1922-13

Civilian William Edward Parsons

Civilian William Edward Parsons (aged about 15) of 30 High Street, Cork (possibly Ballycoreen near Kinsale Road)

Date of incident: 23 March 1922 (executed by IRA and disappeared)

Sources: CC, 25 March 1922; Letter from J. Parsons dated 29 April 1923 (Taoiseach’s Department, S/3033, NAI); Letter from Ministry of Defence dated 18 July 1923 (Department of Defence Series, A/7431, Military Archives); Letter from Colonel Murphy (Cork Command) dated 14 July 1923 (Department of Defence Series, A/7431, Military Archives); Interview with Mick Murphy (Ernie O’Malley Notebooks, P17b/111, UCDA); Jeremiah Keating’s WS 1657, 8 (BMH); Borgonovo (2007), 30-31, 32, 170-71, 174, 176; Murphy (2010), 176-80; Keane (2017), 291-92, 416. 

The teenager William Edward Parsons went missing on 23 March 1922, according to a notice of his disappearance published in the Cork Constitution on 25 March 1922. The notice provided a physical description and mentioned what he had been wearing when he disappeared; his parents urgently sought information about him. See CC, 25 March 1922. See also Letter from J. Parsons dated 29 April 1923 (Taoiseach’s Department, S/3033, NAI).  

 

Note: Parsons figured largely in a interview given years later to former GHQ organizer Ernie O’Malley by Mick Murphy, IRA commander of the Second Battalion in Cork city and a leading participant in the execution there of numerous spies or suspected spies: ‘There was a young lad Parsons who was 15 years old and he had been watching my house. He was the son of an Englishman. He was captured by Tad[h]g Sullivan, who saw him touting around, and he told me where the young lad was, so I questioned him. . . . This young lad Parsons . . . admitted quite freely that he was watching my house and that he was employed by the police. And furthermore he said he’d been tracking Tommy MacCurtain before Tomás was murdered. Swanzy, the [RIC] District Inspector, made use of him. . . . He said there was a junior and a senior secret service attached to the Y.M.C.A. and they held meetings in Marlborough Street, Cork. . . . Then we killed them one by one. Parsons was shot. He was the most open-spoken young fellow that I ever met in my life. He gave us all their names and he told us their meeting place, the Y.M.C.A. And he told us they used to meet in a house in Rockboro Road [recte Rockboro Terrace] and that a Mrs Brown lived next door. [Mrs Brown was an IRA spy in Victoria Barracks and the wife of Florrie O’Donoghue, intelligence officer for the Cork No. 1 Brigade.] It was Blemens’ house they met in. . . . Mrs Brown was in touch with Florrie O’Donoghue, and she told Florrie about them. We got into the back [of the Blemens’ house] and we saw them and we heard them. And they were shot, one by one, and in groups.’ See Interview with Mick Murphy, Ernie O’Malley Notebooks (P17b/111, UCDA). John Borgonovo has found other evidence to support the general reliability of Mick Murphy’s account. See Borgonovo (2007), 30-31, 170-71.
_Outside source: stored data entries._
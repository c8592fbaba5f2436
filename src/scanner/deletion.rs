//! Deletion executor: removes (or pretends to remove) single files, applying
//! pretend and confirm modes, and tallies outcomes.
//!
//! Per candidate:
//! 1. Pretend mode: emit a simulated notice, never prompt, never touch disk
//! 2. Confirm mode: ask the confirmer; anything but a yes declines this file only
//! 3. Remove; failures are recorded and the run carries on

#![allow(missing_docs)]

use std::collections::VecDeque;
use std::io::{self, BufRead, Write};
use std::path::{Path, PathBuf};

use crate::core::config::CleanPolicy;
use crate::core::errors::LintexError;
use crate::logger::events::CleanEvent;
use crate::logger::reporter::{Reporter, emit};
use crate::scanner::correlation::{DeletionDecision, Pairing};
use crate::scanner::fs::Filesystem;

// ──────────────────── configuration ────────────────────

/// Removal modes, lifted from the clean policy.
#[derive(Debug, Clone, Copy, Default, PartialEq, Eq)]
pub struct DeletionConfig {
    /// Report what would be removed, remove nothing.
    pub pretend: bool,
    /// Ask before each removal.
    pub confirm: bool,
}

impl From<&CleanPolicy> for DeletionConfig {
    fn from(policy: &CleanPolicy) -> Self {
        Self {
            pretend: policy.pretend,
            confirm: policy.confirm,
        }
    }
}

// ──────────────────── confirmation ────────────────────

/// Yes/no oracle consulted before each real removal in confirm mode.
pub trait Confirmer {
    /// True only on an explicit yes.
    fn confirm(&mut self, path: &Path) -> bool;
}

/// Prompts on a writer and reads one line of answer.
///
/// An answer starting with `y` or `Y` accepts. Anything else, an empty line,
/// a read error or end of input declines.
pub struct PromptConfirmer<R: BufRead, W: Write> {
    input: R,
    prompt: W,
}

impl PromptConfirmer<io::StdinLock<'static>, io::Stdout> {
    #[must_use]
    pub fn stdio() -> Self {
        Self::new(io::stdin().lock(), io::stdout())
    }
}

impl<R: BufRead, W: Write> PromptConfirmer<R, W> {
    pub fn new(input: R, prompt: W) -> Self {
        Self { input, prompt }
    }

    pub fn into_prompt(self) -> W {
        self.prompt
    }
}

impl<R: BufRead, W: Write> Confirmer for PromptConfirmer<R, W> {
    fn confirm(&mut self, path: &Path) -> bool {
        let asked = write!(self.prompt, "Remove {} (y|n) ? ", path.display())
            .and_then(|()| self.prompt.flush());
        if asked.is_err() {
            return false;
        }
        let mut line = String::new();
        match self.input.read_line(&mut line) {
            Ok(0) | Err(_) => false,
            Ok(_) => line.starts_with(['y', 'Y']),
        }
    }
}

/// Answers from a fixed script, declining once the script runs out.
#[derive(Debug, Default, Clone)]
pub struct ScriptedConfirmer {
    answers: VecDeque<bool>,
    /// Every path asked about, in order.
    pub asked: Vec<PathBuf>,
}

impl ScriptedConfirmer {
    pub fn new(answers: impl IntoIterator<Item = bool>) -> Self {
        Self {
            answers: answers.into_iter().collect(),
            asked: Vec::new(),
        }
    }
}

impl Confirmer for ScriptedConfirmer {
    fn confirm(&mut self, path: &Path) -> bool {
        self.asked.push(path.to_path_buf());
        self.answers.pop_front().unwrap_or(false)
    }
}

// ──────────────────── report types ────────────────────

#[derive(Debug, Clone, Copy, PartialEq, Eq)]
pub enum DeletionOutcome {
    Removed,
    Simulated,
    Declined,
    Failed,
}

/// A single removal failure.
#[derive(Debug, Clone, PartialEq, Eq)]
pub struct DeletionError {
    pub path: PathBuf,
    pub error: String,
    pub error_code: String,
}

/// Tallies for one directory pass.
#[derive(Debug, Clone, Default, PartialEq, Eq)]
pub struct DeletionReport {
    pub removed: usize,
    pub simulated: usize,
    pub declined: usize,
    pub failed: usize,
    pub kept_final_product: usize,
    pub kept_read_only: usize,
    pub kept_newer_source: usize,
    pub errors: Vec<DeletionError>,
}

impl DeletionReport {
    #[must_use]
    pub fn kept(&self) -> usize {
        self.kept_final_product + self.kept_read_only + self.kept_newer_source
    }

    fn record(&mut self, outcome: DeletionOutcome) {
        match outcome {
            DeletionOutcome::Removed => self.removed += 1,
            DeletionOutcome::Simulated => self.simulated += 1,
            DeletionOutcome::Declined => self.declined += 1,
            DeletionOutcome::Failed => self.failed += 1,
        }
    }
}

// ──────────────────── executor ────────────────────

/// Acts on keep/delete decisions for one directory.
pub struct DeletionExecutor<'a> {
    config: DeletionConfig,
    fs: &'a dyn Filesystem,
    confirmer: &'a mut dyn Confirmer,
    report: DeletionReport,
}

impl<'a> DeletionExecutor<'a> {
    pub fn new(
        config: DeletionConfig,
        fs: &'a dyn Filesystem,
        confirmer: &'a mut dyn Confirmer,
    ) -> Self {
        Self {
            config,
            fs,
            confirmer,
            report: DeletionReport::default(),
        }
    }

    #[must_use]
    pub fn report(&self) -> &DeletionReport {
        &self.report
    }

    /// Finish the pass and hand back the tallies.
    #[must_use]
    pub fn into_report(self) -> DeletionReport {
        self.report
    }

    /// Remove one file under the current pretend and confirm modes.
    pub fn remove(&mut self, path: &Path, reporter: &mut dyn Reporter) -> DeletionOutcome {
        let outcome = self.remove_inner(path, reporter);
        self.report.record(outcome);
        outcome
    }

    fn remove_inner(&mut self, path: &Path, reporter: &mut dyn Reporter) -> DeletionOutcome {
        let shown = path.display().to_string();

        if self.config.pretend {
            emit(reporter, &CleanEvent::WouldRemove { path: shown });
            return DeletionOutcome::Simulated;
        }

        if self.config.confirm && !self.confirmer.confirm(path) {
            emit(reporter, &CleanEvent::RemovalDeclined { path: shown });
            return DeletionOutcome::Declined;
        }

        match self.fs.remove_file(path) {
            Ok(()) => {
                emit(reporter, &CleanEvent::Removed { path: shown });
                DeletionOutcome::Removed
            }
            Err(source) => {
                let err = LintexError::from_io(path, source);
                emit(reporter, &CleanEvent::removal_failed(path, &err));
                self.report.errors.push(DeletionError {
                    path: path.to_path_buf(),
                    error: err.to_string(),
                    error_code: err.code().to_string(),
                });
                DeletionOutcome::Failed
            }
        }
    }

    /// Carry out every decision of one pairing, in bucket order.
    ///
    /// `source_extension` names the source file in keep notices.
    pub fn execute(
        &mut self,
        dir: &Path,
        source_extension: &str,
        pairing: &Pairing,
        reporter: &mut dyn Reporter,
    ) {
        let source = dir.join(format!("{}{source_extension}", pairing.basename));
        emit(
            reporter,
            &CleanEvent::PairingStarted {
                source: source.display().to_string(),
            },
        );

        for artifact in &pairing.artifacts {
            let path = dir.join(format!("{}{}", pairing.basename, artifact.extension));
            match artifact.decision {
                DeletionDecision::Delete => {
                    self.remove(&path, reporter);
                }
                DeletionDecision::KeepFinalProduct => {
                    self.report.kept_final_product += 1;
                    emit(
                        reporter,
                        &CleanEvent::KeptFinalProduct {
                            path: path.display().to_string(),
                        },
                    );
                }
                DeletionDecision::KeepReadOnly => {
                    self.report.kept_read_only += 1;
                    emit(
                        reporter,
                        &CleanEvent::KeptReadOnly {
                            path: path.display().to_string(),
                        },
                    );
                }
                DeletionDecision::KeepNewerSource => {
                    self.report.kept_newer_source += 1;
                    emit(
                        reporter,
                        &CleanEvent::KeptNewerSource {
                            path: path.display().to_string(),
                            source: source.display().to_string(),
                        },
                    );
                }
            }
        }
    }
}

// ──────────────────── tests ────────────────────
The father of Parsons left the country and went to Bristol in September 1922. For the previous eighteen years the father had worked for the electric-power station in Cork city. By the time of the departure for Bristol his wife’s health was shattered. Young Parsons was a suspected informer for the British—a junior member of the city Y.M.C.A. and Boys’ Brigade. He was arrested by the IRA on 23 March 1922, promptly tried, and found guilty of espionage. This sentence was confirmed by the brigade staff of the Cork No. 1 Brigade, and Parsons was executed on 27 March 1922. He had been abducted and executed by members of C Company of the Second Battalion of the Cork No. 1 Brigade. He was buried between Ballygarvan and Lehanagh near the Kinsale Road. According to Gerard Murphy, Parsons was allegedly taken to Knockraha and killed there by Martin Corry. See Murphy (2010), 176-80. But this account is based on Corry’s unreliable testimony alone, and it is contradicted by more contemporary sources from which the information in the above paragraph is drawn. See Letter from Ministry of Defense dated 18 July 1923 (Department of Defense Series, A/7431, Military Archives); Letter from Colonel Murphy (Cork Command) dated 14 July 1923 (Department of Defence Series, A/7431, Military Archives). It is possible that he is buried at one corner of a field in Ballycoreen on the edge of the what is now the Alderbrook estate but was then part of the Bainbridge estate. Three young boys from the High Street area were reputedly buried here by the IRA. Roycroft is possibly one of them. This information came from Jeremiah Welsh, who lived in a cottage nearby and passed on this to Colman Ryan (Frankfield House) in the 1980s, at which time Jeremiah worked there.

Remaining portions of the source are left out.